Work instructions:
Scan the entries below for "bool" and copy each line that holds it.
[Input material — start]
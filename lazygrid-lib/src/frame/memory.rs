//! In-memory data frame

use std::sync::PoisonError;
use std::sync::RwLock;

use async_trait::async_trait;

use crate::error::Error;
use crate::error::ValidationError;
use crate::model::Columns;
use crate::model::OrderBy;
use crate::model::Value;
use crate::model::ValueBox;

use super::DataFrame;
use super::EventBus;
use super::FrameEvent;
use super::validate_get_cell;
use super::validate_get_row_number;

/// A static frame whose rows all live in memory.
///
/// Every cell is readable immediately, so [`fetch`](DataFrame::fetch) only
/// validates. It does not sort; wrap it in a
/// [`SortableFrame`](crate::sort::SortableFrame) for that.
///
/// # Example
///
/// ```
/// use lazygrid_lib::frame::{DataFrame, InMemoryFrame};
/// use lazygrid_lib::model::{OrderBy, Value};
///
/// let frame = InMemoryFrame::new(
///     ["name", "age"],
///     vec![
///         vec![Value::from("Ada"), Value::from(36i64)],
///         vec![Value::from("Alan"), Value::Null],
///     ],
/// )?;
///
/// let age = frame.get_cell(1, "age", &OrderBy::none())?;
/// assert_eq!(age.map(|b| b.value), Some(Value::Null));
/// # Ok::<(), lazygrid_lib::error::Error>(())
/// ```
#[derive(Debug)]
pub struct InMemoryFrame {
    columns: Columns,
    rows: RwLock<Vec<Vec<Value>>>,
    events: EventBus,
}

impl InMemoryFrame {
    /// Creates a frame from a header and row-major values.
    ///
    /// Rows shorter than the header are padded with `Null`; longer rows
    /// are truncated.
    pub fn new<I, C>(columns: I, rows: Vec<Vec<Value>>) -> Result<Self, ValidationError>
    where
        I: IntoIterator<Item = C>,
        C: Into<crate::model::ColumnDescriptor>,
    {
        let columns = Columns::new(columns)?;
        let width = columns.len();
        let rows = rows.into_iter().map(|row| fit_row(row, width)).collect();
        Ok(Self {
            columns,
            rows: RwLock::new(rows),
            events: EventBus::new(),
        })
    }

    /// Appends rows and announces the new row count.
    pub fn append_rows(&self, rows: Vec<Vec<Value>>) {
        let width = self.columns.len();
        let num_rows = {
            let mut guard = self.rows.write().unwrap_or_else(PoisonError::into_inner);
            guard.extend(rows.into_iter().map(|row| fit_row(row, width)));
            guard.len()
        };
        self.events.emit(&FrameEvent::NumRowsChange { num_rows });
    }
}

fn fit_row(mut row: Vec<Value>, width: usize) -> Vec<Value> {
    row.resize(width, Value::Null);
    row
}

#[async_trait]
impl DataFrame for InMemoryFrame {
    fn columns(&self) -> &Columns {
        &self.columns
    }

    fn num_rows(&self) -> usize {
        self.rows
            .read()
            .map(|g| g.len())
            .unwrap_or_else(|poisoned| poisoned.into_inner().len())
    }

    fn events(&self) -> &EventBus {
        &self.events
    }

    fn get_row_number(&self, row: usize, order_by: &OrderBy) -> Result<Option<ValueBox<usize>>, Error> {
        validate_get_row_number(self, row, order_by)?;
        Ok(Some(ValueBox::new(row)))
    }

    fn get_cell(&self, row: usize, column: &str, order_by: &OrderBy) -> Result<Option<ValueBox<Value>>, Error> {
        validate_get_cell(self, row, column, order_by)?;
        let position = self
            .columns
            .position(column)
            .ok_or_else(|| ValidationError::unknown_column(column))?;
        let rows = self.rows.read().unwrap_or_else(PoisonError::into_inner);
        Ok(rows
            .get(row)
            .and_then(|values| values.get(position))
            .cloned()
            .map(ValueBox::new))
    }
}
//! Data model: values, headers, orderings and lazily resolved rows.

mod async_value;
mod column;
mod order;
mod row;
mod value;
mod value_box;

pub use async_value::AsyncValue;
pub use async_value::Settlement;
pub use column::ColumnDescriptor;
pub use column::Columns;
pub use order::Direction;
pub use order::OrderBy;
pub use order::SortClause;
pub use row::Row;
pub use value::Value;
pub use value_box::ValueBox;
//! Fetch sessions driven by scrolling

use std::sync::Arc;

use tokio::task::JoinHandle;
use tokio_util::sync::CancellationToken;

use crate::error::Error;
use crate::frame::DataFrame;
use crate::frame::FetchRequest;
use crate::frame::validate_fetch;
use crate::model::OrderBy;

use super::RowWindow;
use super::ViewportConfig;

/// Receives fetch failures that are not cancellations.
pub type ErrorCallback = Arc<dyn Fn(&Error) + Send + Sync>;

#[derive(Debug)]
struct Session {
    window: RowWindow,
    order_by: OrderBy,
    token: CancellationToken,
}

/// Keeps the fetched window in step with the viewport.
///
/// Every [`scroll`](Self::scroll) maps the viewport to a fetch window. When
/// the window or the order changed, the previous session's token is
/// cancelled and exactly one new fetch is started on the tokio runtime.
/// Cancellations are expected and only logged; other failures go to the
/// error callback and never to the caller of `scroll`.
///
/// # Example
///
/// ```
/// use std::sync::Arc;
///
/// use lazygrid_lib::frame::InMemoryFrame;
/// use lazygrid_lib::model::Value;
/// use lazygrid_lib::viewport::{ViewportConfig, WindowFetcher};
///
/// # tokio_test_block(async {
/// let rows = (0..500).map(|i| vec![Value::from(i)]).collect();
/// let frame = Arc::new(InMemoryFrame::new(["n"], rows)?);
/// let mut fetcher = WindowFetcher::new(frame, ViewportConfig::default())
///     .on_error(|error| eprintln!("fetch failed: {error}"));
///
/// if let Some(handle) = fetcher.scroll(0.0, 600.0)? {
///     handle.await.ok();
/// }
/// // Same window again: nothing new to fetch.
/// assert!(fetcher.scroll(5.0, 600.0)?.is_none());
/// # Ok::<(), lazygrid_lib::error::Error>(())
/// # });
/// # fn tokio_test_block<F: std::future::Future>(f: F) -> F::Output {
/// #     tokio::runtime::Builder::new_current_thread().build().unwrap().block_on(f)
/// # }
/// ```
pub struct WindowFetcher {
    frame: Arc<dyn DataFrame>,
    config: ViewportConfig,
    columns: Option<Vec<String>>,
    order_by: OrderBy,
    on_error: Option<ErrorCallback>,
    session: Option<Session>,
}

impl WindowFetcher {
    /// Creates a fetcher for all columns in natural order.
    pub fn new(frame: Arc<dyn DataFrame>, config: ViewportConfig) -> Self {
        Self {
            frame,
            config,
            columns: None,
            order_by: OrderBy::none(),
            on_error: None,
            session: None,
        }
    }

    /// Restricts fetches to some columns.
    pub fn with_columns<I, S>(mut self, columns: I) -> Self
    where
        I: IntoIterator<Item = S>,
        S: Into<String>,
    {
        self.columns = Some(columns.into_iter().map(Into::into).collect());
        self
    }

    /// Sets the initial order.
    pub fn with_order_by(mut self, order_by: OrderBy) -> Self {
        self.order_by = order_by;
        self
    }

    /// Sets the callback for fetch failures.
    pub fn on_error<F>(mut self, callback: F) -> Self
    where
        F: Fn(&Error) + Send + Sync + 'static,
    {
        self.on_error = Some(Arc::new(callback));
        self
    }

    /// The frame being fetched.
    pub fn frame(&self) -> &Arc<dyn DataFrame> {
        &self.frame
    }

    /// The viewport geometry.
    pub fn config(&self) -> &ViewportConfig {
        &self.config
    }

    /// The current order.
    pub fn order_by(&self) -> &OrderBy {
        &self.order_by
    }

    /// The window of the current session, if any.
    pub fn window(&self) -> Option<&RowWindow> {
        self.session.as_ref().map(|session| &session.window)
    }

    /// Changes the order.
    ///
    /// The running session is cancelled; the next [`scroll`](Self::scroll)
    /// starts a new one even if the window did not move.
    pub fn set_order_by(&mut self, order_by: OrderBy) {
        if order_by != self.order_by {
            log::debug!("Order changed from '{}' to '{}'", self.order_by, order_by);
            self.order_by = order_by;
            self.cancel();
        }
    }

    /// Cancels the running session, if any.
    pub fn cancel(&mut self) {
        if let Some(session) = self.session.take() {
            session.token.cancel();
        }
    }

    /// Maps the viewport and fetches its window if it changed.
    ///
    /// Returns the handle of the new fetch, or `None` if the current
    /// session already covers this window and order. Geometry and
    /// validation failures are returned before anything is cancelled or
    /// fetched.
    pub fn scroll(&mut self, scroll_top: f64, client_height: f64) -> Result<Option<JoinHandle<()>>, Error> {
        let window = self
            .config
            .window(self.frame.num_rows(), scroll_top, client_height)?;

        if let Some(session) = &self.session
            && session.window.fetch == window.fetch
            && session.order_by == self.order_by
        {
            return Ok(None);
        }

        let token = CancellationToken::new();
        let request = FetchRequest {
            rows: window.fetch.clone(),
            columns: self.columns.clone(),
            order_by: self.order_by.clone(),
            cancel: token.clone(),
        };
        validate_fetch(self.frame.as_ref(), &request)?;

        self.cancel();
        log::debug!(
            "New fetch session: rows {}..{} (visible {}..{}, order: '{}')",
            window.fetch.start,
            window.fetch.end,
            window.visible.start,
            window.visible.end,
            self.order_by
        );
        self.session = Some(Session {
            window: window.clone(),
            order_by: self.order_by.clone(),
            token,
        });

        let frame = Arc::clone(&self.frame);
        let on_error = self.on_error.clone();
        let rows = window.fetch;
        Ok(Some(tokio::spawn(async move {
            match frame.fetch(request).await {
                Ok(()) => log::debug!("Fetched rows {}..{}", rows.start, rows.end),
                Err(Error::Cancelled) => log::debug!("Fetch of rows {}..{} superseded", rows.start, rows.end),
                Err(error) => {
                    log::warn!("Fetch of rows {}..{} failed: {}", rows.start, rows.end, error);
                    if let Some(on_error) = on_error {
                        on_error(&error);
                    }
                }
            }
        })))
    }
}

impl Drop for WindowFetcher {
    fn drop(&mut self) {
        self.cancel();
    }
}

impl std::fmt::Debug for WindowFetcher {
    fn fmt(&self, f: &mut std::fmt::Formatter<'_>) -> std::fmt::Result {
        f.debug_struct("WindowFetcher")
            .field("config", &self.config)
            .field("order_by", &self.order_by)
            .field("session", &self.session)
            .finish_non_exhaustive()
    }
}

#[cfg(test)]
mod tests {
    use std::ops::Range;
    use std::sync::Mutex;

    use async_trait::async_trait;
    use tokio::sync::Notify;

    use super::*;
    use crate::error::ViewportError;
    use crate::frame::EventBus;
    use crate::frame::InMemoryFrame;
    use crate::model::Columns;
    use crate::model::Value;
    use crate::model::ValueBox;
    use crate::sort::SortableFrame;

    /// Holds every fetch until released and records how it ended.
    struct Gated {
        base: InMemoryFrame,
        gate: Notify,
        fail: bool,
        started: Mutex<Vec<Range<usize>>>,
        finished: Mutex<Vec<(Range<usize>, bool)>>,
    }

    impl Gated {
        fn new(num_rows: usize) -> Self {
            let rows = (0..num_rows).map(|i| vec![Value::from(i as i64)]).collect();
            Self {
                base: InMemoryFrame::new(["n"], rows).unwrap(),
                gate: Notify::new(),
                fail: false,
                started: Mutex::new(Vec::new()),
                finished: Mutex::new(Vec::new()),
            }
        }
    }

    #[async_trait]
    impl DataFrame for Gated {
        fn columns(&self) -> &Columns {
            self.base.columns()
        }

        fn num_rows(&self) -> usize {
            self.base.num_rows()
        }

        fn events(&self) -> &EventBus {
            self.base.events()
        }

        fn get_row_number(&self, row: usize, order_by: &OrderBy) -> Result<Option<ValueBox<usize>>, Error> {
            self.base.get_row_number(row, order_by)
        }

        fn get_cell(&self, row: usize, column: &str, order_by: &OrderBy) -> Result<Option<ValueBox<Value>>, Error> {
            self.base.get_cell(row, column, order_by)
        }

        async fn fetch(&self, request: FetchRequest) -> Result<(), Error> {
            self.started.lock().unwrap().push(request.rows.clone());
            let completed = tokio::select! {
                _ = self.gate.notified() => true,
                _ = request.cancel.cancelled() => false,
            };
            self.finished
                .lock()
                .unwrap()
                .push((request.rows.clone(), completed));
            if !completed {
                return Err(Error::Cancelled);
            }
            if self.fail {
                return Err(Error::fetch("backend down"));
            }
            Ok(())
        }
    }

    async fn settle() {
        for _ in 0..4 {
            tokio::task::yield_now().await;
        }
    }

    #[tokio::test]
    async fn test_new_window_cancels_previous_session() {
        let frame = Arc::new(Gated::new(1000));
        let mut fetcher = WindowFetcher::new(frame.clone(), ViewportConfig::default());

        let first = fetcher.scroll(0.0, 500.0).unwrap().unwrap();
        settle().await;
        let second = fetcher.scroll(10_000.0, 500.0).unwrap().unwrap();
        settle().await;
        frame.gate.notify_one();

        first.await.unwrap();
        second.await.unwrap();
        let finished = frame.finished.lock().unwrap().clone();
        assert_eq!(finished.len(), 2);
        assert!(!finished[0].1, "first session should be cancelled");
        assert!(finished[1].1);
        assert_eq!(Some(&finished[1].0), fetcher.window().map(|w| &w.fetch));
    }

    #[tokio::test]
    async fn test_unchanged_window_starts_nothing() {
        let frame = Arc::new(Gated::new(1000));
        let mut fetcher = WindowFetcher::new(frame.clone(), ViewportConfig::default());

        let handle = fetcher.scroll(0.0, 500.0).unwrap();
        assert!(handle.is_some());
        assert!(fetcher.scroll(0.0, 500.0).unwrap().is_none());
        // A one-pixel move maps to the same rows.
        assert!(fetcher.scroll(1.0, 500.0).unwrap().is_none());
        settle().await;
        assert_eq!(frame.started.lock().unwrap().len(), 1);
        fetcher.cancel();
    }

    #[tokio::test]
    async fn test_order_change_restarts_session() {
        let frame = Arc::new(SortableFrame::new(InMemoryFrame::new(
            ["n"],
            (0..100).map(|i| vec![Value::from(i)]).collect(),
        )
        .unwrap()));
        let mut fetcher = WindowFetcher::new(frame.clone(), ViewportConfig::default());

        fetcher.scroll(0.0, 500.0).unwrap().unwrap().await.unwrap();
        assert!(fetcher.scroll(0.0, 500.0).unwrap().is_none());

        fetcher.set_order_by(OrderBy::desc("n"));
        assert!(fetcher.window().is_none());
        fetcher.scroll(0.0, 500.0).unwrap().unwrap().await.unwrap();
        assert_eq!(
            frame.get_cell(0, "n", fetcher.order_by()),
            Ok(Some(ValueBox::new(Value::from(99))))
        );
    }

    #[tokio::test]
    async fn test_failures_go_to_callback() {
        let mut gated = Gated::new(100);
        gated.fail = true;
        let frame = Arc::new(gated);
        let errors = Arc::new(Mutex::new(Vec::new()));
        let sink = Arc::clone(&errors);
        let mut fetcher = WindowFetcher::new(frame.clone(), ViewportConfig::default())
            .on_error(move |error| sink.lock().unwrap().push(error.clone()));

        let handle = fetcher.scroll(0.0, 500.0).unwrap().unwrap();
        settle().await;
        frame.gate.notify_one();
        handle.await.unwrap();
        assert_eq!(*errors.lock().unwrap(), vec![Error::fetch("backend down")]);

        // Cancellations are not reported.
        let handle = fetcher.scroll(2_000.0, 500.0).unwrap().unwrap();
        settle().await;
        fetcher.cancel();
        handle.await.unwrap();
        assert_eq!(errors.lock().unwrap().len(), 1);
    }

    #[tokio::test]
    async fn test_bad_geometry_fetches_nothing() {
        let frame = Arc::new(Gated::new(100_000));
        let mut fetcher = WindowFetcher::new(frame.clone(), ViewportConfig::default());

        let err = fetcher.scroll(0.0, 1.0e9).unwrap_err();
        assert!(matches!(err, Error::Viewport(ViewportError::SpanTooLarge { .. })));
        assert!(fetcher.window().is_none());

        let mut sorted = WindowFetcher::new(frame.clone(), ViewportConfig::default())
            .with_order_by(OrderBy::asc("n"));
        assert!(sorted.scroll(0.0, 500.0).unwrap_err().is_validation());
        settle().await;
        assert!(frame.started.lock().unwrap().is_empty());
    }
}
[Input material — finish]
Solution below:
        fail: bool,
        finished: Mutex<Vec<(Range<usize>, bool)>>,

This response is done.